Introduction to the Rambam

Moses Maimonides (1135-1204) was a halakhist par excellence, philosopher, physician, and a political leader of the Jewish community at the ibn Ezra Synagogue of Egypt. Born in Cordovero, Spain and caused to flee a fanatical Muslim sect,  the Rambam travelled to Morocco, Eretz Yisrael, Alexandria, and then served as a physician in the court of the Sultan in Cairo Fostat.
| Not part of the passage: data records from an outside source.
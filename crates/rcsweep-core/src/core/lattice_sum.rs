//! Pair sums over periodic images, evaluated for every cutoff of a ladder in a
//! single pass over the image shells.

use super::bucket::PairSumBucket;
use super::cutoffs::CutoffSet;
use super::geometry::ImageShells;
use super::potentials::PairPotential;
use nalgebra::Vector3;

/// An ordered atom pair handed over by the pair traversal.
///
/// `separation` is the base separation `r_first − r_second`. When the system
/// carries a reference lattice, `lattice_separation` is the separation of the
/// two lattice sites the atoms belong to.
#[derive(Debug, Clone, Copy, PartialEq)]
pub struct AtomPair {
    pub first: usize,
    pub second: usize,
    pub separation: Vector3<f64>,
    pub lattice_separation: Option<Vector3<f64>>,
}

impl AtomPair {
    pub fn new(first: usize, second: usize, separation: Vector3<f64>) -> Self {
        Self {
            first,
            second,
            separation,
            lattice_separation: None,
        }
    }

    /// An atom paired with its own periodic images.
    pub fn self_pair(atom: usize) -> Self {
        Self::new(atom, atom, Vector3::zeros())
    }

    pub fn with_lattice_separation(mut self, lattice_separation: Vector3<f64>) -> Self {
        self.lattice_separation = Some(lattice_separation);
        self
    }

    #[inline]
    pub fn is_self_pair(&self) -> bool {
        self.first == self.second
    }
}

/// Cartesian axis of a diagonal pressure-tensor component.
#[derive(Debug, Clone, Copy, PartialEq, Eq, Default)]
pub enum Axis {
    #[default]
    X,
    Y,
    Z,
}

impl Axis {
    pub const ALL: [Axis; 3] = [Axis::X, Axis::Y, Axis::Z];

    #[inline]
    pub fn index(self) -> usize {
        match self {
            Axis::X => 0,
            Axis::Y => 1,
            Axis::Z => 2,
        }
    }
}

/// A pair potential that produces its own per-cutoff sums for a pair.
///
/// The accumulator talks to periodic lattice sums only through this trait.
pub trait CutoffAwarePairPotential {
    /// Called by the traversal once per box geometry, before any pair.
    fn prepare(&mut self, edges: &Vector3<f64>, cutoffs: &CutoffSet);

    /// Overwrites `out[i]` with the contribution of `pair` inside cutoff `i`.
    fn sum_by_cutoff(
        &self,
        pair: &AtomPair,
        edges: &Vector3<f64>,
        cutoffs: &CutoffSet,
        out: &mut [PairSumBucket],
    );
}

#[derive(Debug, Clone, Copy, PartialEq)]
struct ShellCache {
    edges: Vector3<f64>,
    range: f64,
    shells: ImageShells,
}

/// Lattice sum of a plain pair potential over all periodic images.
///
/// Pairs with a lattice separation are selected by their lattice-referenced
/// distance and additionally fill the lattice gradient, lattice cross and
/// pressure-tensor channels:
///
/// - `lattice_gradient += (du/r²)·(r·Δ)`
/// - `lattice_cross += (du/r²)·(r_lat·Δ)`
/// - `pressure_tensor += (du/r²)·r_a²` along `tensor_axis`
///
/// where `r` is the imaged separation, `r_lat` the imaged lattice separation
/// and `Δ = r − r_lat` the relative displacement of the two atoms from their
/// sites.
#[derive(Debug, Clone)]
pub struct LatticeSum<P> {
    potential: P,
    tensor_axis: Axis,
    cache: Option<ShellCache>,
}

impl<P: PairPotential> LatticeSum<P> {
    pub fn new(potential: P) -> Self {
        Self {
            potential,
            tensor_axis: Axis::X,
            cache: None,
        }
    }

    /// Selects the diagonal pressure-tensor component.
    pub fn with_tensor_axis(mut self, axis: Axis) -> Self {
        self.tensor_axis = axis;
        self
    }

    pub fn tensor_axis(&self) -> Axis {
        self.tensor_axis
    }

    pub fn potential(&self) -> &P {
        &self.potential
    }

    fn shells_for(&self, edges: &Vector3<f64>, range: f64) -> ImageShells {
        match self.cache {
            Some(cache) if cache.edges == *edges && cache.range == range => cache.shells,
            _ => ImageShells::for_range(range, edges),
        }
    }

    #[inline]
    fn contribution(&self, r: &Vector3<f64>, r2: f64, delta: Option<&Vector3<f64>>) -> PairSumBucket {
        let u = self.potential.u(r2);
        let du = self.potential.du(r2);
        match delta {
            None => PairSumBucket::new(u, du),
            Some(delta) => {
                let lattice = r - delta;
                let f = du / r2;
                PairSumBucket {
                    energy: u,
                    virial: du,
                    lattice_gradient: f * r.dot(delta),
                    lattice_cross: f * lattice.dot(delta),
                    pressure_tensor: f * r[self.tensor_axis.index()] * r[self.tensor_axis.index()],
                }
            }
        }
    }
}

impl<P: PairPotential> CutoffAwarePairPotential for LatticeSum<P> {
    fn prepare(&mut self, edges: &Vector3<f64>, cutoffs: &CutoffSet) {
        let range = cutoffs.max();
        self.cache = Some(ShellCache {
            edges: *edges,
            range,
            shells: ImageShells::for_range(range, edges),
        });
    }

    fn sum_by_cutoff(
        &self,
        pair: &AtomPair,
        edges: &Vector3<f64>,
        cutoffs: &CutoffSet,
        out: &mut [PairSumBucket],
    ) {
        debug_assert_eq!(out.len(), cutoffs.len());
        out.iter_mut().for_each(PairSumBucket::clear);

        let shells = self.shells_for(edges, cutoffs.max());
        let rc2_max = cutoffs.max_squared();
        let self_pair = pair.is_self_pair();
        let delta = pair.lattice_separation.map(|lattice| pair.separation - lattice);
        let reference = pair.lattice_separation.unwrap_or(pair.separation);

        let (nx_max, ny_max, nz_max) = (shells.extent(0), shells.extent(1), shells.extent(2));
        let mut shift = Vector3::zeros();
        for nx in -nx_max..=nx_max {
            shift.x = nx as f64 * edges.x;
            for ny in -ny_max..=ny_max {
                shift.y = ny as f64 * edges.y;
                for nz in -nz_max..=nz_max {
                    if self_pair && nx == 0 && ny == 0 && nz == 0 {
                        continue;
                    }
                    shift.z = nz as f64 * edges.z;

                    let reference_r2 = (reference + shift).norm_squared();
                    if reference_r2 > rc2_max {
                        continue;
                    }
                    let r = pair.separation + shift;
                    let mut term = self.contribution(&r, r.norm_squared(), delta.as_ref());
                    if self_pair {
                        term = term * 0.5;
                    }

                    for i in (0..cutoffs.len()).rev() {
                        if reference_r2 > cutoffs.radius_squared(i) {
                            break;
                        }
                        out[i] += term;
                    }
                }
            }
        }
    }
}
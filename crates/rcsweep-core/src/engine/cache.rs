use tracing::trace;

/// Memoizes one scalar for the duration of a simulation step.
///
/// The value is recomputed only when asked for a step other than the one it
/// was last computed at; nothing else invalidates it.
pub struct ValueCache<F> {
    compute: F,
    cached: Option<(u64, f64)>,
}

impl<F: FnMut() -> f64> ValueCache<F> {
    pub fn new(compute: F) -> Self {
        Self {
            compute,
            cached: None,
        }
    }

    pub fn get_value(&mut self, step: u64) -> f64 {
        match self.cached {
            Some((cached_step, value)) if cached_step == step => {
                trace!(step, value, "Value cache hit");
                value
            }
            _ => {
                let value = (self.compute)();
                trace!(step, value, "Value cache recomputed");
                self.cached = Some((step, value));
                value
            }
        }
    }

    /// The last computed value and the step it belongs to.
    pub fn peek(&self) -> Option<(u64, f64)> {
        self.cached
    }
}

impl<F> std::fmt::Debug for ValueCache<F> {
    fn fmt(&self, f: &mut std::fmt::Formatter<'_>) -> std::fmt::Result {
        f.debug_struct("ValueCache")
            .field("cached", &self.cached)
            .finish_non_exhaustive()
    }
}
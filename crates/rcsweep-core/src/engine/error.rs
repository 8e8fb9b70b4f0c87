use thiserror::Error;

use super::config::ConfigError;
use super::traversal::ReplayError;
use crate::core::cutoffs::CutoffError;
use crate::core::sample::{LayoutError, SampleLayout};

#[derive(Debug, Error)]
pub enum PipelineError {
    #[error("{component} must be configured before use: missing {missing}")]
    NotConfigured {
        component: &'static str,
        missing: &'static str,
    },

    #[error("Invalid pipeline configuration: {source}")]
    Config {
        #[from]
        source: ConfigError,
    },

    #[error("Invalid cutoff set: {source}")]
    Cutoff {
        #[from]
        source: CutoffError,
    },

    #[error("Malformed sample: {source}")]
    Layout {
        #[from]
        source: LayoutError,
    },

    #[error("Stage '{stage}' expected a {expected} sample, got {found}")]
    LayoutMismatch {
        stage: &'static str,
        expected: SampleLayout,
        found: SampleLayout,
    },

    #[error(
        "Numerical corruption in stage '{stage}': block {block}, field {field} is {value}; the pass is invalid"
    )]
    NumericalCorruption {
        stage: &'static str,
        block: usize,
        field: usize,
        value: f64,
    },

    #[error("Stage '{stage}' needs a trailing weight field, got a {found} layout")]
    MissingWeight {
        stage: &'static str,
        found: SampleLayout,
    },

    #[error("Cannot merge accumulators with different {what}")]
    IncompatibleAccumulators { what: &'static str },

    #[error("Reference cutoff {index} is out of range for {blocks} cutoffs")]
    InvalidReference { index: usize, blocks: usize },

    #[error("Need at least {needed} blocks of data, got {found}")]
    InsufficientData { needed: usize, found: usize },

    #[error("Pair replay failed: {source}")]
    Replay {
        #[from]
        source: ReplayError,
    },
}

impl PipelineError {
    pub fn is_fatal(&self) -> bool {
        matches!(self, PipelineError::NumericalCorruption { .. })
    }
}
In 1180 B.C.E. Maimonides composed his halakhic magnum opus, the Mishneh Torah. The latter was the most comprehensive code of Jewish law to be composed in the post Talmudic period [after the Tur by Rabbi Yakov ben Asher ordered in 4 parts], and the main work of Rambam's oeuvre. Rambam also wrote Sefer HaHigayon (book of Logic), Pirush al Hamishneh including the Yod Gimel Ikarim on  Mishnah  Sanhedrin, chapter 10], Sefer HaMitzvot  (Book of Commandments), Sifrei Refuah [various medical writings including treatises on diet, asthma, poisons, and commentaries on Hippocrates and Galen], letters on subjects such as resurrection [Iggeret (maamar) Tehiyyat ha-Metim], martyrdom [Sefer Ha'shamad], Iggeret Teman, astrology [to the Jews of Marseille], Hilkhot ha-Yerushalmi [a fragment on the Jerusalem Talmud, identified by S. Lieberman], and the last composition of the Rambam, ordered in seven sections, Sefer Moreh HaNevukhim. The Guide was translated by Rabbi Judah ibn Tibbon from Arabic into Hebrew, and translations by others such as Rabbi Munk in French as Les Guides Des Egares and a trans. in Latin Doctor Perplexus that Aquinas drew upon. For reasons for the Maimonidean Controversy, see: Levy, David, B. (2000). Censorship of Rambam's Sefer Mada of the MT. and Sefer Moreh HaNevukhim. Proceedings of the 35th Annual Association of Jewish Libraries, 35, 172-177.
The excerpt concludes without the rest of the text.